Seventy-five percent of this economic gain would be seen by the Mid-Atlantic states, particularly North Carolina, South Carolina and Virginia. Northern Atlantic states, including Massachusetts, Maine and New York, will also see significant economic benefits. Over time, revenues will reach other regions of the United States.

Job Creation

In addition to investments, Atlantic OCS activity requires a lot of resources, such as technology, equipment and labor. This project is expected to create up to 280,000 jobs between 2017 and 2035. More than 200,000 of those jobs will be located in the Eastern Coast states and an estimated 65,000 jobs in other U.S. regions by the year 2035. In North and South Carolina, jobs will open up in high-tech manufacturing industries. Virginia’s opportunities will expand because of its dry docks and equipment supply companies. Other industries that will benefit from offshore drilling are construction, scientific services, professional and oil and gas. Not only will Atlantic OCS activity address unemployment issues in the country, it will achieve the goal of higher revenues without raising taxes.


Estimating that seismic activity begins in 2017, the government would be able to sell leases in 2018, and production could begin as soon as 2026. The survey suggests that companies could drill approximately 30 wells per year between 2017 and 2030. This figure would increase to 66 wells per year between 2031 and 2035. The entire project has the potential to produce 1.3 million barrels of oil equivalent per day (boepd) by 2035. The production would be split into 40 percent oil and 60 percent natural gas.
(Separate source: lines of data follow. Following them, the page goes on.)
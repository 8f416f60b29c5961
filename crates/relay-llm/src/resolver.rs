//! # Provider Resolver
//!
//! Turns a logical model id into a [`ResolvedProvider`]: the serving family,
//! its wire dialect, the model name to send, and a shared adapter.
//!
//! Adapters are memoized per `(family, attribution scope)`. Two calls that
//! miss the cache at the same time may both build an adapter; the first
//! insert wins and the other is dropped. No lock is held while building.

use std::fmt;
use std::sync::Arc;

use dashmap::DashMap;
use relay_settings::{
    ANTHROPIC_BASE_URL, GOOGLE_BASE_URL, OPENAI_BASE_URL, OPENROUTER_BASE_URL, ProviderEndpoint,
    ProviderSettings, RelaySettings,
};
use tracing::debug;

use crate::anthropic::{AnthropicAdapter, AnthropicConfig};
use crate::error::{DispatchError, DispatchResult};
use crate::google::{GoogleAdapter, GoogleConfig};
use crate::models::ModelRegistry;
use crate::openai::{OpenAiAdapter, OpenAiConfig};
use crate::provider::{Dialect, ProviderAdapter, ProviderError, ProviderFamily, ProviderResult};

// ─────────────────────────────────────────────────────────────────────────────
// Factory
// ─────────────────────────────────────────────────────────────────────────────

/// Builds adapters on a resolver cache miss.
pub trait AdapterFactory: Send + Sync {
    /// Build an adapter for `family`, tagging requests with `scope` if given.
    ///
    /// Missing credentials are reported as [`ProviderError::Auth`].
    fn build(&self, family: ProviderFamily, scope: Option<&str>)
    -> ProviderResult<Arc<dyn ProviderAdapter>>;
}

/// Factory producing HTTP adapters from provider settings.
#[derive(Clone, Debug)]
pub struct HttpAdapterFactory {
    settings: ProviderSettings,
    client: reqwest::Client,
}

impl HttpAdapterFactory {
    /// Create a factory sharing one connection pool across all adapters.
    pub fn new(settings: ProviderSettings, client: reqwest::Client) -> Self {
        Self { settings, client }
    }
}

/// API key and base URL with the family default applied.
fn credentials(
    family: ProviderFamily,
    endpoint: &ProviderEndpoint,
    default_base_url: &str,
) -> ProviderResult<(String, String)> {
    let api_key = endpoint
        .api_key
        .as_deref()
        .filter(|k| !k.trim().is_empty())
        .ok_or_else(|| ProviderError::Auth {
            message: format!("no API key configured for {family}"),
        })?;
    let base_url = if endpoint.base_url.trim().is_empty() {
        default_base_url
    } else {
        endpoint.base_url.trim_end_matches('/')
    };
    Ok((api_key.to_string(), base_url.to_string()))
}

impl AdapterFactory for HttpAdapterFactory {
    fn build(
        &self,
        family: ProviderFamily,
        scope: Option<&str>,
    ) -> ProviderResult<Arc<dyn ProviderAdapter>> {
        let scope = scope.map(str::to_string);
        let adapter: Arc<dyn ProviderAdapter> = match family {
            ProviderFamily::Anthropic => {
                let (api_key, base_url) =
                    credentials(family, &self.settings.anthropic, ANTHROPIC_BASE_URL)?;
                Arc::new(AnthropicAdapter::new(
                    AnthropicConfig {
                        api_key,
                        base_url,
                        user_id: scope,
                    },
                    self.client.clone(),
                ))
            }
            ProviderFamily::OpenAi => {
                let (api_key, base_url) =
                    credentials(family, &self.settings.openai, OPENAI_BASE_URL)?;
                Arc::new(OpenAiAdapter::new(
                    OpenAiConfig::openai(api_key, base_url, scope),
                    self.client.clone(),
                ))
            }
            ProviderFamily::OpenRouter => {
                let openrouter = &self.settings.openrouter;
                let (api_key, base_url) =
                    credentials(family, &openrouter.endpoint, OPENROUTER_BASE_URL)?;
                let mut config = OpenAiConfig::openrouter(api_key, base_url, scope);
                config.app_title.clone_from(&openrouter.app_title);
                config.app_url.clone_from(&openrouter.app_url);
                Arc::new(OpenAiAdapter::new(config, self.client.clone()))
            }
            ProviderFamily::Google => {
                let (api_key, base_url) =
                    credentials(family, &self.settings.google, GOOGLE_BASE_URL)?;
                Arc::new(GoogleAdapter::new(
                    GoogleConfig { api_key, base_url },
                    self.client.clone(),
                ))
            }
        };
        Ok(adapter)
    }
}

// ─────────────────────────────────────────────────────────────────────────────
// Resolver
// ─────────────────────────────────────────────────────────────────────────────

/// What a model id resolved to.
#[derive(Clone)]
pub struct ResolvedProvider {
    /// Serving family.
    pub family: ProviderFamily,
    /// Wire format.
    pub dialect: Dialect,
    /// Model name to send.
    pub wire_model: String,
    /// Shared adapter.
    pub adapter: Arc<dyn ProviderAdapter>,
}

impl fmt::Debug for ResolvedProvider {
    fn fmt(&self, f: &mut fmt::Formatter<'_>) -> fmt::Result {
        f.debug_struct("ResolvedProvider")
            .field("family", &self.family)
            .field("dialect", &self.dialect)
            .field("wire_model", &self.wire_model)
            .finish_non_exhaustive()
    }
}

#[derive(Clone, Debug, PartialEq, Eq, Hash)]
struct ClientKey {
    family: ProviderFamily,
    scope: Option<String>,
}

/// Model id → memoized adapter.
pub struct ProviderResolver {
    registry: ModelRegistry,
    factory: Arc<dyn AdapterFactory>,
    adapters: DashMap<ClientKey, Arc<dyn ProviderAdapter>>,
}

impl fmt::Debug for ProviderResolver {
    fn fmt(&self, f: &mut fmt::Formatter<'_>) -> fmt::Result {
        f.debug_struct("ProviderResolver")
            .field("registry", &self.registry)
            .field("cached_adapters", &self.adapters.len())
            .finish_non_exhaustive()
    }
}

impl ProviderResolver {
    /// Create a resolver over a registry and factory.
    pub fn new(registry: ModelRegistry, factory: Arc<dyn AdapterFactory>) -> Self {
        Self {
            registry,
            factory,
            adapters: DashMap::new(),
        }
    }

    /// Create an HTTP-backed resolver from settings.
    pub fn from_settings(settings: &RelaySettings, client: reqwest::Client) -> DispatchResult<Self> {
        let factory = HttpAdapterFactory::new(settings.providers.clone(), client);
        Self::with_factory(settings, Arc::new(factory))
    }

    /// Create a resolver over the settings' model registry and a custom factory.
    pub fn with_factory(
        settings: &RelaySettings,
        factory: Arc<dyn AdapterFactory>,
    ) -> DispatchResult<Self> {
        let registry =
            ModelRegistry::from_settings(&settings.models).map_err(|e| DispatchError::Configuration {
                model: e.model.clone(),
                message: e.to_string(),
            })?;
        Ok(Self::new(registry, factory))
    }

    /// Resolve `model`, building and caching an adapter for `scope` if needed.
    ///
    /// Unknown models and missing credentials are configuration errors.
    pub fn resolve(&self, model: &str, scope: Option<&str>) -> DispatchResult<ResolvedProvider> {
        let route = self
            .registry
            .lookup(model)
            .ok_or_else(|| DispatchError::Configuration {
                model: model.to_string(),
                message: "unknown model id".to_string(),
            })?;

        let adapter = self.adapter_for(route.family, scope).map_err(|e| {
            DispatchError::Configuration {
                model: model.to_string(),
                message: e.to_string(),
            }
        })?;

        Ok(ResolvedProvider {
            family: route.family,
            dialect: route.family.dialect(),
            wire_model: route.wire_model,
            adapter,
        })
    }

    /// Number of memoized adapters.
    pub fn cached_adapters(&self) -> usize {
        self.adapters.len()
    }

    /// The model registry.
    pub fn registry(&self) -> &ModelRegistry {
        &self.registry
    }

    fn adapter_for(
        &self,
        family: ProviderFamily,
        scope: Option<&str>,
    ) -> ProviderResult<Arc<dyn ProviderAdapter>> {
        let key = ClientKey {
            family,
            scope: scope.map(str::to_string),
        };
        if let Some(adapter) = self.adapters.get(&key) {
            return Ok(Arc::clone(adapter.value()));
        }

        let built = self.factory.build(family, scope)?;
        debug!(provider = %family, scope = scope.unwrap_or("-"), "built provider adapter");
        let entry = self.adapters.entry(key).or_insert(built);
        Ok(Arc::clone(entry.value()))
    }
}

// ─────────────────────────────────────────────────────────────────────────────
// Tests
// ─────────────────────────────────────────────────────────────────────────────
//! Settings error types.

use thiserror::Error;

/// Errors that can occur when loading or parsing settings.
#[derive(Debug, Error)]
pub enum SettingsError {
    /// Failed to read the settings file from disk.
    #[error("failed to read settings file: {0}")]
    Io(#[from] std::io::Error),
    /// Failed to parse JSON in the settings file.
    #[error("failed to parse settings JSON: {0}")]
    Json(#[from] serde_json::Error),
    /// A settings value was invalid (e.g., out of range).
    #[error("invalid settings value: {0}")]
    InvalidValue(String),
}

/// Result type for settings operations.
pub type Result<T> = std::result::Result<T, SettingsError>;

// ─────────────────────────────────────────────────────────────────────────────
// Tests
// ─────────────────────────────────────────────────────────────────────────────
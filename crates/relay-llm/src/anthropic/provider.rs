//! Anthropic adapter implementing [`ProviderAdapter`].

use async_trait::async_trait;
use relay_core::messages::{Role, split_system};
use reqwest::header::{CONTENT_TYPE, HeaderMap, HeaderValue};
use tracing::{debug, instrument};

use super::stream_handler::{StreamState, process_sse_event};
use super::types::{
    API_VERSION, AnthropicConfig, AnthropicMessageParam, AnthropicMetadata, AnthropicRequest,
    AnthropicSseEvent, DEFAULT_MAX_TOKENS,
};
use crate::provider::{
    ModelRequest, ProviderAdapter, ProviderError, ProviderFamily, ProviderResult, RawStream,
};
use crate::sse::SseParserOptions;
use crate::stream_pipeline::{send_checked, sse_to_chunk_stream};

/// Anthropic Messages API adapter.
#[derive(Clone, Debug)]
pub struct AnthropicAdapter {
    config: AnthropicConfig,
    client: reqwest::Client,
}

impl AnthropicAdapter {
    /// Create an adapter sharing `client`'s connection pool.
    pub fn new(config: AnthropicConfig, client: reqwest::Client) -> Self {
        Self { config, client }
    }

    fn build_headers(&self) -> ProviderResult<HeaderMap> {
        let mut headers = HeaderMap::new();
        let _ = headers.insert(CONTENT_TYPE, HeaderValue::from_static("application/json"));
        let _ = headers.insert("anthropic-version", HeaderValue::from_static(API_VERSION));
        let _ = headers.insert(
            "x-api-key",
            HeaderValue::from_str(&self.config.api_key).map_err(|e| ProviderError::Auth {
                message: format!("invalid API key header: {e}"),
            })?,
        );
        Ok(headers)
    }

    /// Build the request body.
    pub fn build_request(&self, request: &ModelRequest) -> AnthropicRequest {
        let (system, turns) = split_system(&request.messages);
        let messages = turns
            .into_iter()
            .map(|m| AnthropicMessageParam {
                role: match m.role {
                    Role::Assistant => "assistant",
                    Role::User | Role::System => "user",
                },
                content: m.content.clone(),
            })
            .collect();

        AnthropicRequest {
            model: request.model.clone(),
            max_tokens: request.options.max_tokens.unwrap_or(DEFAULT_MAX_TOKENS),
            messages,
            system,
            stream: true,
            temperature: request.options.temperature,
            stop_sequences: request.options.stop_sequences.clone(),
            metadata: self.config.user_id.as_ref().map(|user_id| AnthropicMetadata {
                user_id: user_id.clone(),
            }),
        }
    }
}

#[async_trait]
impl ProviderAdapter for AnthropicAdapter {
    fn family(&self) -> ProviderFamily {
        ProviderFamily::Anthropic
    }

    #[instrument(skip_all, fields(provider = "anthropic", model = %request.model))]
    async fn open(&self, request: &ModelRequest) -> ProviderResult<RawStream> {
        let body = self.build_request(request);
        let url = format!("{}/v1/messages", self.config.base_url);

        debug!(
            max_tokens = body.max_tokens,
            message_count = body.messages.len(),
            has_system = body.system.is_some(),
            "sending Anthropic request"
        );

        let response = send_checked(
            ProviderFamily::Anthropic,
            self.client.post(&url).headers(self.build_headers()?).json(&body),
        )
        .await?;

        Ok(sse_to_chunk_stream::<AnthropicSseEvent, _, _>(
            ProviderFamily::Anthropic,
            response,
            &SseParserOptions::default(),
            StreamState::default(),
            process_sse_event,
        ))
    }
}

// ─────────────────────────────────────────────────────────────────────────────
// Tests
// ─────────────────────────────────────────────────────────────────────────────
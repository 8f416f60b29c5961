//! Google Gemini adapter.

pub mod provider;
pub mod stream_handler;
pub mod types;

pub use provider::GoogleAdapter;
pub use types::GoogleConfig;
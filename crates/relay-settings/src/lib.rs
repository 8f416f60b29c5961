//! # relay-settings
//!
//! Layered configuration for the relay dispatch engine.
//!
//! Settings are loaded from three layers (in priority order):
//! 1. **Compiled defaults**: [`RelaySettings::default()`]
//! 2. **User file**: `~/.relay/settings.json` (deep-merged over defaults;
//!    the path can be redirected with `RELAY_SETTINGS_PATH`)
//! 3. **Environment variables**: `RELAY_*` and provider API key overrides
//!
//! The engine never reads the global itself; callers hand a
//! [`RelaySettings`] to the client at construction time. The global is a
//! convenience for applications that want one process-wide copy.

#![deny(unsafe_code)]

pub mod errors;
pub mod loader;
pub mod types;

pub use errors::{Result, SettingsError};
pub use loader::{
    apply_env_overrides, apply_overrides_from, deep_merge, load_settings,
    load_settings_from_path, settings_path,
};
pub use types::*;

use std::sync::OnceLock;

static SETTINGS: OnceLock<RelaySettings> = OnceLock::new();

/// Get the global settings instance.
///
/// On first call, loads settings from disk with env var overrides. If
/// loading fails, logs the failure and returns compiled defaults.
pub fn get_settings() -> &'static RelaySettings {
    SETTINGS.get_or_init(|| {
        load_settings().unwrap_or_else(|error| {
            tracing::warn!(%error, "failed to load settings, using defaults");
            RelaySettings::default()
        })
    })
}

/// Initialize the global settings with a specific value.
///
/// # Errors
///
/// Returns the provided settings back if the global was already initialized.
#[allow(clippy::result_large_err)]
pub fn init_settings(settings: RelaySettings) -> std::result::Result<(), RelaySettings> {
    SETTINGS.set(settings)
}

// ─────────────────────────────────────────────────────────────────────────────
// Tests
// ─────────────────────────────────────────────────────────────────────────────
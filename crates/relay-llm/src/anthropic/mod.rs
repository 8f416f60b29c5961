//! Anthropic Messages API adapter.

pub mod provider;
pub mod stream_handler;
pub mod types;

pub use provider::AnthropicAdapter;
pub use types::AnthropicConfig;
As a comparison, current offshore production in the Gulf of Mexico, Alaska and California is 1.87 million boepd. With results like these, the U.S. could become an exporter of oil and gas, bringing in more revenue.

What Needs to Happen?

To realize these benefits, the Federal Government needs to adopt new energy strategies that promote development by lifting the embargo on the Atlantic OCS. The oil and gas industry also needs to offer financial investments. Environmental supporters have concerns with the oil and gas risk assessment, but the survey shows that the economic benefits of offshore drilling significantly outweigh the costs associated with environmental effects. Other countries like West Africa and South America have already seen success from Atlantic exploration, so it is up to the United States to take advantage of their results and the estimated benefits.